Last month, Orange became the first major operator to cut its dividend, reducing by 30% in the wake of coronavirus-related losses.

Now, BT has announced that it will go one step further, scrapping both the last £1 billion dividend of 2019, as well as those of the coming financial year, projected to be worth around £1.5 billion. 

“In order to deal with the potential consequences of Covid-19, allow us to invest in FTTP [full-fibre broadband] and 5G, we have taken the difficult decision to suspend the dividend until 2022 and rebase thereafter,” said Philip Jansen, chief executive of BT..

The pandemic itself appears to be the primary factor for the suspension, with BT’s finances taking a hit due to the lack of revenue from sports customers and less activity overall. 

“Of course, Covid-19 is affecting our business,” said  Jansen. “But the full impact will only become clearer as the economic consequences unfold over the next 12 months.”

Jensen is intimately aware of the difficulties of the coronavirus, having caught the disease himself earlier in the year.

However, the pandemic itself is not entirely to blame, with analysts noting the company’s increasing debt.

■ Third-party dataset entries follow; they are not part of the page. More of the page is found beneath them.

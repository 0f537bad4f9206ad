use crate::bytecode::ir::DecodeError;
use crate::bytecode::label::Label;
use crate::bytecode::stack_check::StackCheckError;
use crate::frontend::FragmentMode;
use crate::frontend::parser_error::FragmentError;

/// What is wrong with a label found during serialization.
#[derive(Debug, Clone, Copy, PartialEq, Eq)]
pub enum LabelProblem {
    /// A jump refers to the label but no marker places it.
    NeverMarked,
    /// The label is placed but nothing jumps to it.
    NeverReferenced,
    /// The label is placed more than once.
    MarkedTwice,
}

impl std::fmt::Display for LabelProblem {
    fn fmt(&self, f: &mut std::fmt::Formatter<'_>) -> std::fmt::Result {
        match self {
            LabelProblem::NeverMarked => write!(f, "is referenced but never marked"),
            LabelProblem::NeverReferenced => write!(f, "is marked but never referenced"),
            LabelProblem::MarkedTwice => write!(f, "is marked more than once"),
        }
    }
}

#[derive(Debug, Clone)]
pub enum AssembleError {
    /// A spliced fragment did not compile in its declared mode.
    FragmentSyntax {
        filename: String,
        mode: FragmentMode,
        error: FragmentError,
    },
    /// A compiled fragment lacks the framing instructions trimming removes.
    MalformedFragment { mode: FragmentMode, reason: String },
    UnresolvedLabel { label: Label, problem: LabelProblem },
    /// A forward-only jump points backwards.
    InvalidJump { label: Label, at: usize },
    /// The same name is declared twice in the parameter list.
    DuplicateParameter { name: String },
    /// The expression does not end in a load that has a matching store.
    NotInvertible { found: String },
    /// A nested code object could not be decoded for rewriting.
    Decode(DecodeError),
    StackImbalance(StackCheckError),
}

impl AssembleError {
    pub fn fragment_syntax(filename: &str, mode: FragmentMode, error: FragmentError) -> Self {
        AssembleError::FragmentSyntax {
            filename: filename.to_string(),
            mode,
            error,
        }
    }

    pub fn malformed_fragment(mode: FragmentMode, reason: impl Into<String>) -> Self {
        AssembleError::MalformedFragment {
            mode,
            reason: reason.into(),
        }
    }

    pub fn unresolved(label: Label, problem: LabelProblem) -> Self {
        AssembleError::UnresolvedLabel { label, problem }
    }

    pub fn stack(message: impl Into<String>, ip: usize) -> Self {
        AssembleError::StackImbalance(StackCheckError {
            ip,
            message: message.into(),
        })
    }
}

impl From<StackCheckError> for AssembleError {
    fn from(err: StackCheckError) -> Self {
        AssembleError::StackImbalance(err)
    }
}

impl From<DecodeError> for AssembleError {
    fn from(err: DecodeError) -> Self {
        AssembleError::Decode(err)
    }
}

impl std::fmt::Display for AssembleError {
    fn fmt(&self, f: &mut std::fmt::Formatter<'_>) -> std::fmt::Result {
        match self {
            AssembleError::FragmentSyntax {
                filename,
                mode,
                error,
            } => {
                write!(f, "assemble error: {} fragment in '{}': {}", mode, filename, error)
            }
            AssembleError::MalformedFragment { mode, reason } => {
                write!(f, "assemble error: malformed {} fragment: {}", mode, reason)?;
                write!(f, "\n  hint: pass trim = false to splice the fragment verbatim")
            }
            AssembleError::UnresolvedLabel { label, problem } => {
                write!(f, "assemble error: label {} {}", label, problem)
            }
            AssembleError::InvalidJump { label, at } => {
                write!(
                    f,
                    "assemble error: forward jump at {} targets label {} behind it",
                    at, label
                )?;
                write!(f, "\n  hint: use jump_absolute for backward jumps")
            }
            AssembleError::DuplicateParameter { name } => {
                write!(f, "assemble error: duplicate parameter '{}'", name)
            }
            AssembleError::NotInvertible { found } => {
                write!(f, "assemble error: can't invert code ending in {}", found)
            }
            AssembleError::Decode(err) => write!(f, "assemble error: {}", err),
            AssembleError::StackImbalance(err) => write!(f, "assemble error: {}", err),
        }
    }
}

impl std::error::Error for AssembleError {}

#[cfg(test)]
mod tests {
    use super::*;
    use crate::bytecode::label::LabelAllocator;

    #[test]
    fn test_unresolved_label_display() {
        let label = LabelAllocator::new().fresh();
        let err = AssembleError::unresolved(label, LabelProblem::NeverMarked);

        let msg = err.to_string();
        assert!(msg.contains("L0"));
        assert!(msg.contains("never marked"));
    }

    #[test]
    fn test_fragment_syntax_display() {
        let err = AssembleError::fragment_syntax(
            "view.kv",
            FragmentMode::Expression,
            FragmentError::new("unexpected token", 1, 4),
        );

        let msg = err.to_string();
        assert!(msg.contains("expression"));
        assert!(msg.contains("view.kv"));
        assert!(msg.contains("1:4"));
    }

    #[test]
    fn test_invalid_jump_has_hint() {
        let label = LabelAllocator::new().fresh();
        let msg = AssembleError::InvalidJump { label, at: 3 }.to_string();
        assert!(msg.contains("hint"));
        assert!(msg.contains("jump_absolute"));
    }

    #[test]
    fn test_stack_imbalance_from_check_error() {
        let err: AssembleError = StackCheckError {
            ip: 2,
            message: "stack underflow".to_string(),
        }
        .into();

        assert!(matches!(err, AssembleError::StackImbalance(_)));
        assert!(err.to_string().contains("ip=2"));
    }

    #[test]
    fn test_error_implements_std_error() {
        let err = AssembleError::stack("bad", 0);
        let _: &dyn std::error::Error = &err;
    }
}
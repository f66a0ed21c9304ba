//! The public event type delivered to subscription callbacks.

use std::path::PathBuf;

#[cfg(feature = "serde")]
use serde::{Deserialize, Serialize};

/// The kind of a [`PublicEvent`].
///
/// This is deliberately a small, closed set — the translator (see
/// [`crate::translate`]) collapses the much larger space of raw backend actions into
/// these four, so that callbacks behave the same on every platform.
#[derive(Clone, Copy, Debug, Eq, Hash, PartialEq)]
#[cfg_attr(feature = "serde", derive(Serialize, Deserialize))]
#[cfg_attr(feature = "serde", serde(rename_all = "kebab-case"))]
#[non_exhaustive]
pub enum EventKind {
    /// The subscription's target was created. Carries no path.
    Create,
    /// Something changed inside the watched directory, or the watched file's contents
    /// changed. Carries no path.
    Change,
    /// The subscription's exact target was deleted.
    Delete,
    /// The subscription's target was renamed. Carries the new path.
    Rename,
}

impl EventKind {
    /// The string form used at the public callback boundary (§6 of the design).
    pub fn as_str(&self) -> &'static str {
        match self {
            EventKind::Create => "create",
            EventKind::Change => "change",
            EventKind::Delete => "delete",
            EventKind::Rename => "rename",
        }
    }
}

/// A single public notification delivered to a subscription's callback.
///
/// `path` follows the convention from the design: `None` for a delete of the exact
/// target, `Some(empty)` for a directory-contents change, and `Some(new_path)` for a
/// rename.
#[derive(Clone, Debug, Eq, Hash, PartialEq)]
#[cfg_attr(feature = "serde", derive(Serialize, Deserialize))]
pub struct PublicEvent {
    /// What happened.
    pub kind: EventKind,
    /// See the type-level doc for the `None`/empty/full-path convention.
    pub path: Option<PathBuf>,
}

impl PublicEvent {
    /// A `create` event for the subscription's own target.
    pub fn create() -> Self {
        Self {
            kind: EventKind::Create,
            path: Some(PathBuf::new()),
        }
    }

    /// A `change` event with an empty path (directory-contents change, or a watched
    /// file's own content changing).
    pub fn change() -> Self {
        Self {
            kind: EventKind::Change,
            path: Some(PathBuf::new()),
        }
    }

    /// A `delete` of the subscription's exact target. Carries no path.
    pub fn delete() -> Self {
        Self {
            kind: EventKind::Delete,
            path: None,
        }
    }

    /// A `rename` of the subscription's target to `new_path`.
    pub fn rename(new_path: PathBuf) -> Self {
        Self {
            kind: EventKind::Rename,
            path: Some(new_path),
        }
    }
}

#[cfg(test)]
mod tests {
    use super::*;

    #[test]
    fn kind_strings_match_callback_contract() {
        assert_eq!(EventKind::Create.as_str(), "create");
        assert_eq!(EventKind::Change.as_str(), "change");
        assert_eq!(EventKind::Delete.as_str(), "delete");
        assert_eq!(EventKind::Rename.as_str(), "rename");
    }

    #[test]
    fn delete_carries_no_path() {
        assert_eq!(PublicEvent::delete().path, None);
    }

    #[cfg(feature = "serde")]
    #[test]
    fn rename_event_round_trips_through_json() {
        let event = PublicEvent::rename(PathBuf::from("/watched/new.txt"));
        let json = serde_json::to_string(&event).unwrap();
        let back: PublicEvent = serde_json::from_str(&json).unwrap();
        assert_eq!(back, event);
        assert!(json.contains("\"kind\":\"rename\""));
    }
}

“This shouldn’t come as a surprise to shareholders as rising levels or debt and increasing capex had already raised questions on short term dividend sustainability,” said Neil Shah, head of research at Edison Group.

BT has promised to invest the money saved as part of a £12 billion investment to accelerate the deployment of FTTP to 20 million homes by the mid-to-late 2020s. Jansen noted that the company was aiming to add more than two million homes to the network during the coming financial year.

BT declined to provide a financial outlook statement for the 2020/21 year, suggesting that uncertainty created by COVID-19 would make doing so impossible.

The UK’s largest operator also has another problem looming ominously on the horizon with the merger of O2 and Virgin Media being agreed today. The new competitor will be a significant threat, both in fixed and mobile connectivity, and is set to completely reshape the UK’s connectivity landscape.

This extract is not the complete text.